Members of the Navajo Nation Hospitality Enterprise Board (NNHEB) and the Navajo Nation Council, including representatives from the Economic Division, Speaker Edward T. Begay and numerous other dignitaries, gathered in Tuba City on January 5 to celebrate an historical event. After a long, complicated process, the Navajo Nation has acquired the Tuba City Quality Inn and R V Park, the Tuba City Trading Post and the Hogan Restaurant.

These properties were formerly owned by the Babbitt Brothers Trading Company. And although the Babbitts were unable to attend the ceremony, the family was definitely remembered. Lorenzo Maxx, Tuba City entrepreneur and chairman of the NNHE, recognized the Babbitt family in a welcoming message presented in the ceremony program.

“They [the Babbitts] came to the Tuba City area and opened a trading post back in the late 1800’s The Babbitts were good stewards of the land, which is appreciated by our people. Because we consider the land sacred.” The acquisition, he continued, will continue to provide economic benefits to Tuba City while returning ancestral land back to the Navajo, an area shared with the Hopi and Southern Paiute.

“As members of the Tuba City community, you have a stake in this business endeavor and we need to contribute to its growth because we are now the stewards of this property.”

Lawrence Platero, Council Delegate and member of the NNHEB, expressed his regret that members of the Babbitt family could not attend the festivities. It had been hoped that William Cordasco, the president of Babbitt Brothers Trading Company would be on hand, but Platero expressed that he understood Cordasco’s absence. It wasn’t easy, he explained, for Cordasco to let go of the historical landholding due to his attachment and fondness of the land and the people. “But he knew in his heart that this facility would always carry on,” Platero added.

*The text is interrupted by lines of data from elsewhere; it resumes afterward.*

//! Session table (C2) — the in-memory map of live sessions.
//!
//! Owns per session: the peer's socket address (never persisted), the
//! symmetric session key and repository row id (mirrored from the
//! repository so the hot path never needs a lookup-by-string round trip
//! to seal/open a packet or check the nonce ledger), and a `last_seen`
//! clock used by the sweeper. Mutation happens on the receive task; the
//! sweeper takes the table's entry lock only for the span of one eviction
//! pass — `DashMap` already shards that for us.

use std::net::SocketAddr;
use std::time::Instant;

use dashmap::DashMap;

use chat_core::crypto::SessionKey;

/// One live session's in-memory state.
#[derive(Clone)]
pub struct SessionEntry {
    pub session_id: String,
    /// Repository surrogate key for this session row — carried here so the
    /// nonce ledger check on every ingress packet doesn't need a lookup by
    /// `session_id` string first.
    pub session_pk: i64,
    pub peer_addr: SocketAddr,
    pub session_key: SessionKey,
    /// Bound user, mirrored from the repository row. `None` until LOGIN,
    /// MERGE_SESSION, or the like binds it.
    pub user_pk: Option<i64>,
    pub last_seen: Instant,
}

/// The session table (C2). Cheap to clone — it's an `Arc<DashMap<..>>`.
#[derive(Clone)]
pub struct SessionTable {
    inner: std::sync::Arc<DashMap<String, SessionEntry>>,
}

impl SessionTable {
    pub fn new() -> Self {
        Self {
            inner: std::sync::Arc::new(DashMap::new()),
        }
    }

    pub fn insert(&self, session_id: String, session_pk: i64, peer_addr: SocketAddr, session_key: SessionKey) {
        self.inner.insert(
            session_id.clone(),
            SessionEntry {
                session_id,
                session_pk,
                peer_addr,
                session_key,
                user_pk: None,
                last_seen: Instant::now(),
            },
        );
    }

    pub fn get(&self, session_id: &str) -> Option<SessionEntry> {
        self.inner.get(session_id).map(|e| e.clone())
    }

    pub fn contains(&self, session_id: &str) -> bool {
        self.inner.contains_key(session_id)
    }

    /// Refreshes `last_seen` to now, per the secure envelope's ingress step 3.
    pub fn touch(&self, session_id: &str) {
        if let Some(mut entry) = self.inner.get_mut(session_id) {
            entry.last_seen = Instant::now();
        }
    }

    pub fn bind_user(&self, session_id: &str, user_pk: i64) {
        if let Some(mut entry) = self.inner.get_mut(session_id) {
            entry.user_pk = Some(user_pk);
        }
    }

    pub fn clear_user(&self, session_id: &str) {
        if let Some(mut entry) = self.inner.get_mut(session_id) {
            entry.user_pk = None;
        }
    }

    pub fn remove(&self, session_id: &str) {
        self.inner.remove(session_id);
    }

    /// Every live session id — used by the broadcast gate when no explicit
    /// recipient set is given.
    pub fn all_session_ids(&self) -> Vec<String> {
        self.inner.iter().map(|e| e.session_id.clone()).collect()
    }

    /// Session ids of every live session bound to `user_pk`, used to fan
    /// out to a user's other connected devices (e.g. ROOM_LEFT).
    pub fn session_ids_for_user(&self, user_pk: i64) -> Vec<String> {
        self.inner
            .iter()
            .filter(|e| e.user_pk == Some(user_pk))
            .map(|e| e.session_id.clone())
            .collect()
    }

    pub fn len(&self) -> usize {
        self.inner.len()
    }

    pub fn is_empty(&self) -> bool {
        self.inner.is_empty()
    }

    /// Evicts every entry whose `last_seen` is older than `timeout`. Returns
    /// the evicted session ids for logging.
    pub fn sweep_inactive(&self, timeout: std::time::Duration) -> Vec<String> {
        let now = Instant::now();
        let stale: Vec<String> = self
            .inner
            .iter()
            .filter(|e| now.duration_since(e.last_seen) > timeout)
            .map(|e| e.session_id.clone())
            .collect();
        for session_id in &stale {
            self.inner.remove(session_id);
        }
        stale
    }
}

impl Default for SessionTable {
    fn default() -> Self {
        Self::new()
    }
}

#[cfg(test)]
mod tests {
    use super::*;
    use std::time::Duration;

    fn addr() -> SocketAddr {
        "127.0.0.1:9999".parse().unwrap()
    }

    #[test]
    fn insert_and_get_roundtrips() {
        let table = SessionTable::new();
        let key = SessionKey::generate();
        table.insert("s1".into(), 1, addr(), key.clone());
        let entry = table.get("s1").unwrap();
        assert_eq!(entry.session_id, "s1");
        assert_eq!(entry.user_pk, None);
    }

    #[test]
    fn bind_and_clear_user() {
        let table = SessionTable::new();
        table.insert("s1".into(), 1, addr(), SessionKey::generate());
        table.bind_user("s1", 42);
        assert_eq!(table.get("s1").unwrap().user_pk, Some(42));
        table.clear_user("s1");
        assert_eq!(table.get("s1").unwrap().user_pk, None);
    }

    #[test]
    fn session_ids_for_user_filters_by_binding() {
        let table = SessionTable::new();
        table.insert("a".into(), 1, addr(), SessionKey::generate());
        table.insert("b".into(), 2, addr(), SessionKey::generate());
        table.bind_user("a", 1);
        table.bind_user("b", 2);
        assert_eq!(table.session_ids_for_user(1), vec!["a".to_string()]);
    }

    #[test]
    fn sweep_inactive_evicts_only_stale_entries() {
        let table = SessionTable::new();
        table.insert("stale".into(), 1, addr(), SessionKey::generate());
        table.insert("fresh".into(), 2, addr(), SessionKey::generate());
        // Force "stale" to look old by waiting past a tiny timeout while
        // "fresh" is touched right before the sweep.
        std::thread::sleep(Duration::from_millis(5));
        table.touch("fresh");
        let evicted = table.sweep_inactive(Duration::from_millis(2));
        assert_eq!(evicted, vec!["stale".to_string()]);
        assert!(table.get("fresh").is_some());
        assert!(table.get("stale").is_none());
    }

    #[test]
    fn remove_drops_entry() {
        let table = SessionTable::new();
        table.insert("s1".into(), 1, addr(), SessionKey::generate());
        table.remove("s1");
        assert!(table.get("s1").is_none());
    }
}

Allen Naille, III, who is a member of the NNHEB and has served on numerous boards, including that of the Babbitt Brothers Trading Company, spoke on behalf of the Babbitt Family. “[The family] welcomes that this land now belongs to the Navajo people. They have run this operation for the last 80 years, and it has meant a lot to that family. Back in the 1800s there were five brothers, but as all families do, the Babbitt family spread out, with diverse interests and directions.” This fact diluted the intensity and direction of the Babbitt Brothers Trading Company, and family members realized that the company could not hold out into the future, Naille explained. The family began to look at selling their operations.

“As a board member of this operation, I thought this [the Tuba City inholdings] belong to the Navajo.” There were other competitors for the enterprises, Naille said, including interests from the Grand Canyon and even Yosemite. But Navajo was to win out, through the efforts of men like Raymond Maxx, who Naille recognized.

“It gives me a great deal of pleasure because the motel now belongs to the Navajo.” Through his involvement on various boards for different hospitality enterprises, including the Fred Harvey corporation, and his involvement with the Navajo Nation, Naille has held a mission-to promote tourism on Navajo Lands.

Visitors to the Navajo Nation cannot fail to notice the recognition afforded to veterans at public gatherings. Naille is no exception. “It is an honor for me to stand when veterans were asked to stand. I was a helicopter pilot, and this was the first time I was asked to stand as a veteran. I appreciate that.